A convenience sample of subjects with GAD and/or MD as well as healthy comparison subjects were recruited from the outpatient centre for psychotherapy at the Institute of Clinical Psychology and Psychotherapy at TU Dresden and the general public. Inclusion criteria were a current diagnosis of GAD and/or MD according to DSM‐IV‐TR criteria (APA, 2000) for the clinical groups or no lifetime diagnosis of a mental disorder for the healthy comparison group. Subjects were excluded due to psychotropic medication, a nonremitted diagnosis of substance dependence or smoking of more than 10 cigarettes per day or inability to safely obtain a MRI scan. As a result, n = 19 subjects with a diagnosis of GAD (n = 12 with comorbid MD), n = 14 subjects with a diagnosis of MD without GAD and n = 24 healthy comparison subjects were included. Current and lifetime diagnoses were determined using the Munich Composite International Diagnostic Interview (DIA‐X/M‐CIDI; Wittchen & Pfister, 1997) and confirmed by experienced clinicians. Appendix S1 provides an overview about comorbid disorders within the clinical groups. The Penn State Worry Questionnaire (PSWQ; Meyer, Miller, Metzger, & Borkovec, 1990), Beck Depression Inventory‐II (BDI; Beck, Steer, & Brown, 1996), Intolerance of Uncertainty Scale‐12 (IUS‐12; Carleton, Norton, & Asmundson, 2007) and the trait version of the State‐Trait‐Anxiety‐Index (STAI‐T; Spielberger, Gorssuch, Lushene, Vagg, & Jacobs, 1983) were used as additional dimensional measures for characterizing all groups. MRI data of the GAD and healthy subjects included in this analysis have been used previously to investigate structural alterations in GAD (Hilbert et al., 2015). While the previous analysis aimed at informing neurostructural disease models, the present analysis chose a complementary view by testing the predictive value of brain morphology as a putative differential diagnostic marker for the individual patient. The study protocol complied with the ethical standards of the relevant national and institutional committees on human experimentation and with the Declaration of Helsinki as revised in 2008. It was approved by the local ethics committee (EK13012009). Subjects provided written informed consent before participating in the study.

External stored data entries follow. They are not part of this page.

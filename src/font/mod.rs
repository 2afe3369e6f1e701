//! Glyph source with multi-font fallback
//!
//! The platform hands us raw TTF bytes for up to three logical slots: a
//! script-specific local font, an extension font carrying icon glyphs in
//! the private-use area, and an always-present standard font. Glyphs are
//! rasterized per call to an 8-bit coverage bitmap; nothing is cached.
//!
//! Sizes are requested as *visible* heights: the scale is chosen so a
//! capital letter's bounding box maps to the requested pixel height. Raw
//! font units differ wildly between fallback fonts, and naive pixel-height
//! scaling makes the same string jump in size whenever the font changes
//! mid-run.

use anyhow::{anyhow, Context, Result};
use fontdue::{Font, FontSettings};
use log::debug;

/// When the capital-letter box cannot be measured, approximate cap height
/// as this fraction of the font's ascent.
const CAP_HEIGHT_ASCENT_RATIO: f32 = 0.7;

/// A rasterized glyph: one coverage byte per pixel plus placement metrics.
///
/// `x_offset`/`y_offset` position the bitmap's top-left corner relative to
/// the pen on the baseline; `advance` is the pen movement after the glyph.
/// Produced per call and simply dropped by the caller when done.
#[derive(Debug, Clone)]
pub struct GlyphBitmap {
    pub coverage: Vec<u8>,
    pub width: usize,
    pub height: usize,
    pub x_offset: i32,
    pub y_offset: i32,
    pub advance: i32,
}

/// Owns the loaded font slots and all glyph rasterization.
///
/// Constructed once at startup and passed by reference into the text
/// layout engine; there is no hidden global font state.
pub struct FontContext {
    standard: Font,
    local: Option<Font>,
    extension: Option<Font>,
}

impl FontContext {
    /// Build from raw font bytes. The standard slot is mandatory; the
    /// local and extension slots are used only if their font contains the
    /// requested glyph.
    pub fn from_slots(
        standard: &[u8],
        local: Option<&[u8]>,
        extension: Option<&[u8]>,
    ) -> Result<Self> {
        let load = |data: &[u8], slot: &str| -> Result<Font> {
            Font::from_bytes(data, FontSettings::default())
                .map_err(|e| anyhow!("{}", e))
                .with_context(|| format!("failed to parse {} font", slot))
        };

        let standard = load(standard, "standard")?;
        let local = local.map(|data| load(data, "local")).transpose()?;
        let extension = extension.map(|data| load(data, "extension")).transpose()?;

        debug!(
            "font slots loaded: standard, local={}, extension={}",
            local.is_some(),
            extension.is_some()
        );

        Ok(Self {
            standard,
            local,
            extension,
        })
    }

    /// Fallback order: local font, then extension font, then standard.
    /// The first two only win if they actually carry the glyph.
    fn pick(&self, ch: char) -> &Font {
        if let Some(local) = &self.local {
            if local.lookup_glyph_index(ch) != 0 {
                return local;
            }
        }
        if let Some(ext) = &self.extension {
            if ext.lookup_glyph_index(ch) != 0 {
                return ext;
            }
        }
        &self.standard
    }

    /// Rasterization size (in px) at which `font`'s cap height equals the
    /// requested visible height.
    fn scaled_px(font: &Font, visible_height: f32) -> f32 {
        let probe = font.metrics('H', visible_height);
        let cap_height = if probe.height > 0 {
            probe.height as f32
        } else {
            font.horizontal_line_metrics(visible_height)
                .map(|lm| lm.ascent * CAP_HEIGHT_ASCENT_RATIO)
                .unwrap_or(visible_height)
        };
        visible_height * (visible_height / cap_height)
    }

    /// Rasterize one code point at a visible height. Returns `None` for
    /// code points outside the Unicode scalar range; invisible glyphs such
    /// as the space come back with an empty bitmap but a real advance.
    pub fn rasterize(&self, codepoint: u32, visible_height: f32) -> Option<GlyphBitmap> {
        let ch = char::from_u32(codepoint)?;
        let font = self.pick(ch);
        let px = Self::scaled_px(font, visible_height);

        let (metrics, coverage) = font.rasterize(ch, px);
        Some(GlyphBitmap {
            coverage,
            width: metrics.width,
            height: metrics.height,
            // fontdue reports the bitmap's bottom edge relative to the
            // baseline with y pointing up; the compositor's y points down.
            x_offset: metrics.xmin,
            y_offset: -(metrics.ymin + metrics.height as i32),
            advance: metrics.advance_width as i32,
        })
    }

    /// Offset from a box's vertical center down to the baseline that
    /// visually centers text, derived from the standard font's ascent and
    /// descent at the cap-height-corrected size.
    pub fn centered_baseline_offset(&self, visible_height: f32) -> f32 {
        let px = Self::scaled_px(&self.standard, visible_height);
        match self.standard.horizontal_line_metrics(px) {
            // descent is negative; the midpoint of [descent, ascent] sits
            // above the baseline by (ascent + descent) / 2.
            Some(lm) => (lm.ascent + lm.descent) / 2.0,
            None => 0.0,
        }
    }
}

Analysis of demographic and clinical data

Chi‐square tests and univariate analyses of variance were used for the analysis of demographic and clinical data as appropriate. Subsequent post hoc tests were used for pairwise comparisons. The level of significance was set at p < .05. SPSS 23 (IBM, New York, NY, USA) was used for all calculations. Clinical questionnaire sum scores of the PSWQ, BDI, IUS‐12, and STAI‐T were subsequently used as input data for classification.

Acquisition and analysis of cortisol data

To determine the cortisol release saliva samples were acquired using Salivettes “code blue” (Saarstedt, Nümbrecht, Germany) at six time points over the course of the experimental procedure, including samples ca. 10 min before scanning, directly before scanning, and after four different MRI scans including three different tasks and a structural scan, covering a total of 100 min. Samples were stored at −20°C until being assayed using a commercial chemiluminescence immunoassay (IBL RE 62011) at the Chair of Biopsychology of the TU Dresden (Prof. Dr. Clemens Kirschbaum). Cortisol values were log‐transformed to reach normal distribution. For an estimation of the total cortisol release we calculated the area under the curve with respect to the ground (Fekedulegn et al., 2007; Pruessner, Kirschbaum, Meinlschmid, & Hellhammer, 2003). One subject was excluded from further analyses due to an incomplete cortisol profile.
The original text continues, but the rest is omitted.